Some lines in the material below hold the word "filter". Copy all of them.

··········

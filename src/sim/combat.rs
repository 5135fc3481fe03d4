//! Combat resolution: hitscan, damage formulas, explosions and kill bookkeeping

use glam::Vec2;
use rand::{Rng, RngCore};
use serde::{Deserialize, Serialize};

use super::bot::Bot;
use super::effects::{EffectSink, SoundCue, colors};
use super::entities::EntityManager;
use super::map::GameMap;
use super::player::Player;
use super::projectile::Projectile;
use super::raycast::cast_ray;
use crate::consts::*;
use crate::{angle_between, bearing};

/// Hitscan damage: falls off with range and with aim error
pub fn hitscan_damage(base: i32, distance: f32, range: f32, angle_diff: f32) -> i32 {
    let range_factor = if range > 0.0 {
        (1.0 - distance / range).max(MIN_RANGE_FACTOR)
    } else {
        MIN_RANGE_FACTOR
    };
    let accuracy_factor = (1.0 - angle_diff / HIT_ANGLE_TOLERANCE).max(MIN_ACCURACY_FACTOR);
    (base as f32 * range_factor * accuracy_factor) as i32
}

/// Linear area falloff: full at the center, zero at and beyond `radius`
pub fn area_damage(base: i32, distance: f32, radius: f32) -> i32 {
    if distance >= radius {
        return 0;
    }
    (base as f32 * (1.0 - distance / radius)) as i32
}

/// Result of a single hitscan ray
#[derive(Debug, Clone, Copy, PartialEq, Default)]
pub struct ShotOutcome {
    /// Index of the bot that was hit
    pub target: Option<usize>,
    pub damage: i32,
    pub headshot: bool,
    pub killed: bool,
    /// Distance to the bot hit, or to the wall
    pub distance: f32,
}

/// Kill and combo bookkeeping
#[derive(Debug, Clone, Default, Serialize, Deserialize)]
pub struct CombatResolver {
    pub kills: u32,
    pub combo: u32,
    pub combo_timer: u32,
    /// Where the most recent kill happened
    pub last_death_pos: Option<Vec2>,
}

impl CombatResolver {
    pub fn new() -> Self {
        Self::default()
    }

    /// Decay the combo window
    pub fn tick(&mut self) {
        if self.combo_timer > 0 {
            self.combo_timer -= 1;
            if self.combo_timer == 0 {
                self.combo = 0;
            }
        }
    }

    pub fn handle_kill(&mut self, pos: Vec2, effects: &mut dyn EffectSink) {
        self.kills += 1;
        self.combo += 1;
        self.combo_timer = COMBO_TIMER_FRAMES;
        self.last_death_pos = Some(pos);
        effects.play(SoundCue::Scream);
        log::debug!("Kill #{} (combo x{})", self.kills, self.combo);
    }

    /// Pull the trigger on the current weapon
    pub fn fire_weapon(
        &mut self,
        player: &mut Player,
        entities: &mut EntityManager,
        map: &GameMap,
        rng: &mut dyn RngCore,
        effects: &mut dyn EffectSink,
    ) -> Vec<ShotOutcome> {
        if !player.shoot() {
            return Vec::new();
        }
        effects.play(SoundCue::Shoot);
        let spec = player.current_weapon.spec();

        if let Some(launch) = spec.projectile {
            let damage = (spec.damage as f32 * player.damage_mult) as i32;
            match Projectile::new(player.pos, player.angle, launch.speed, damage, true, launch.kind) {
                Ok(mut projectile) => {
                    if let Some(radius) = launch.aoe_radius {
                        projectile = projectile.with_aoe_radius(radius);
                    }
                    entities.add_projectile(projectile);
                }
                Err(e) => log::warn!("Dropped {} shot: {}", player.current_weapon.as_str(), e),
            }
            return Vec::new();
        }

        if spec.pellets > 1 {
            let last = (spec.pellets - 1) as f32;
            (0..spec.pellets)
                .map(|i| {
                    let offset = -spec.spread + 2.0 * spec.spread * i as f32 / last;
                    self.fire_hitscan(player, entities.bots_mut(), map, rng, effects, Some(offset))
                })
                .collect()
        } else {
            vec![self.fire_hitscan(player, entities.bots_mut(), map, rng, effects, None)]
        }
    }

    /// Resolve one hitscan ray from the player
    pub fn fire_hitscan(
        &mut self,
        player: &Player,
        bots: &mut [Bot],
        map: &GameMap,
        rng: &mut dyn RngCore,
        effects: &mut dyn EffectSink,
        angle_offset: Option<f32>,
    ) -> ShotOutcome {
        let spec = player.current_weapon.spec();
        let aim = match angle_offset {
            Some(offset) => player.angle + offset,
            None => {
                let spread = if player.zoomed { SPREAD_ZOOM } else { SPREAD_BASE };
                player.angle + rng.random_range(-spread..=spread)
            }
        };

        let ray = cast_ray(player.pos, aim, map, spec.range);
        let wall_dist = ray.distance.min(spec.range);

        let mut best: Option<(usize, f32, f32)> = None;
        for (i, bot) in bots.iter().enumerate() {
            if !bot.is_active_enemy() {
                continue;
            }
            let dist = player.pos.distance(bot.pos);
            if dist > wall_dist {
                continue;
            }
            let diff = angle_between(bearing(player.pos, bot.pos), aim);
            if diff < HIT_ANGLE_TOLERANCE && best.is_none_or(|(_, d, _)| dist < d) {
                best = Some((i, dist, diff));
            }
        }

        let Some((index, dist, diff)) = best else {
            effects.trace(player.pos, ray.hit, colors::TRACER);
            if ray.is_wall() {
                effects.world_burst(ray.hit, 0.5, 4, colors::SPARK);
            }
            return ShotOutcome {
                distance: wall_dist,
                ..Default::default()
            };
        };

        let headshot = diff < HEADSHOT_THRESHOLD;
        let accuracy_diff = angle_between(bearing(player.pos, bots[index].pos), player.angle);
        let base = (spec.damage as f32 * player.damage_mult) as i32;
        let damage = hitscan_damage(base, dist, spec.range, accuracy_diff);

        let bot = &mut bots[index];
        let killed = bot.take_damage(damage, headshot, rng);
        let hit_pos = bot.pos;
        effects.trace(player.pos, hit_pos, colors::TRACER);
        effects.burst(if headshot { 20 } else { 10 }, colors::BLOOD);
        if killed {
            self.handle_kill(hit_pos, effects);
        }

        ShotOutcome {
            target: Some(index),
            damage,
            headshot,
            killed,
            distance: dist,
        }
    }

    /// Secondary laser: detonates at the first bot or wall along the facing
    pub fn fire_secondary(
        &mut self,
        player: &mut Player,
        bots: &mut [Bot],
        map: &GameMap,
        rng: &mut dyn RngCore,
        effects: &mut dyn EffectSink,
    ) -> bool {
        if !player.fire_secondary() {
            return false;
        }
        let ray = cast_ray(player.pos, player.angle, map, SECONDARY_RANGE);

        let impact = bots
            .iter()
            .filter(|b| b.is_active_enemy())
            .filter(|b| angle_between(bearing(player.pos, b.pos), player.angle) < HIT_ANGLE_TOLERANCE)
            .map(|b| (b.pos, player.pos.distance(b.pos)))
            .filter(|&(_, d)| d <= ray.distance)
            .min_by(|a, b| a.1.total_cmp(&b.1))
            .map_or(ray.hit, |(pos, _)| pos);

        effects.trace(player.pos, impact, colors::LASER);
        effects.play(SoundCue::Laser);
        self.explode_laser(impact, player, bots, rng, effects);
        true
    }

    /// Linear-falloff explosion. Returns the number of kills.
    pub fn explode_at(
        &mut self,
        center: Vec2,
        base: i32,
        radius: f32,
        bots: &mut [Bot],
        rng: &mut dyn RngCore,
        effects: &mut dyn EffectSink,
    ) -> u32 {
        effects.world_burst(center, 0.5, 30, colors::EXPLOSION);
        effects.play(SoundCue::Explosion);
        let mut kills = 0;
        for bot in bots.iter_mut().filter(|b| b.is_active_enemy()) {
            let damage = area_damage(base, bot.pos.distance(center), radius);
            if damage > 0 && bot.take_damage(damage, false, rng) {
                kills += 1;
                self.handle_kill(bot.pos, effects);
            }
        }
        kills
    }

    /// Same damage to every living bot within `radius`
    fn explode_flat(
        &mut self,
        center: Vec2,
        damage: i32,
        radius: f32,
        bots: &mut [Bot],
        rng: &mut dyn RngCore,
        effects: &mut dyn EffectSink,
    ) -> u32 {
        let mut kills = 0;
        for bot in bots.iter_mut().filter(|b| b.is_active_enemy()) {
            if bot.pos.distance(center) < radius && bot.take_damage(damage, false, rng) {
                kills += 1;
                self.handle_kill(bot.pos, effects);
            }
        }
        kills
    }

    pub fn explode_laser(
        &mut self,
        center: Vec2,
        player: &Player,
        bots: &mut [Bot],
        rng: &mut dyn RngCore,
        effects: &mut dyn EffectSink,
    ) -> u32 {
        effects.world_burst(center, 0.5, 40, colors::LASER);
        let radius = LASER_AOE_RADIUS * player.aoe_radius_mult;
        self.explode_flat(center, LASER_DAMAGE, radius, bots, rng, effects)
    }

    /// Screen-clearing bomb around the player
    pub fn explode_bomb(
        &mut self,
        player: &Player,
        bots: &mut [Bot],
        rng: &mut dyn RngCore,
        effects: &mut dyn EffectSink,
    ) -> u32 {
        effects.world_burst(player.pos, 0.5, 60, colors::EXPLOSION);
        effects.play(SoundCue::Bomb);
        let radius = BOMB_RADIUS * player.aoe_radius_mult;
        let kills = self.explode_flat(player.pos, BOMB_DAMAGE, radius, bots, rng, effects);
        log::info!("Bomb detonated: {} kills", kills);
        kills
    }

    /// End-of-life explosion for plasma, rockets and bombs
    pub fn explode_projectile(
        &mut self,
        projectile: &Projectile,
        player: &Player,
        bots: &mut [Bot],
        rng: &mut dyn RngCore,
        effects: &mut dyn EffectSink,
    ) -> u32 {
        let Some(radius) = projectile.explosion_radius() else {
            return 0;
        };
        let mult = if projectile.is_player { player.aoe_radius_mult } else { 1.0 };
        self.explode_at(projectile.pos, projectile.damage, radius * mult, bots, rng, effects)
    }
}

··········

### Answer to the exercise
            .filter(|b| b.is_active_enemy())
            .filter(|b| angle_between(bearing(player.pos, b.pos), player.angle) < HIT_ANGLE_TOLERANCE)
            .filter(|&(_, d)| d <= ray.distance)
        for bot in bots.iter_mut().filter(|b| b.is_active_enemy()) {
        for bot in bots.iter_mut().filter(|b| b.is_active_enemy()) {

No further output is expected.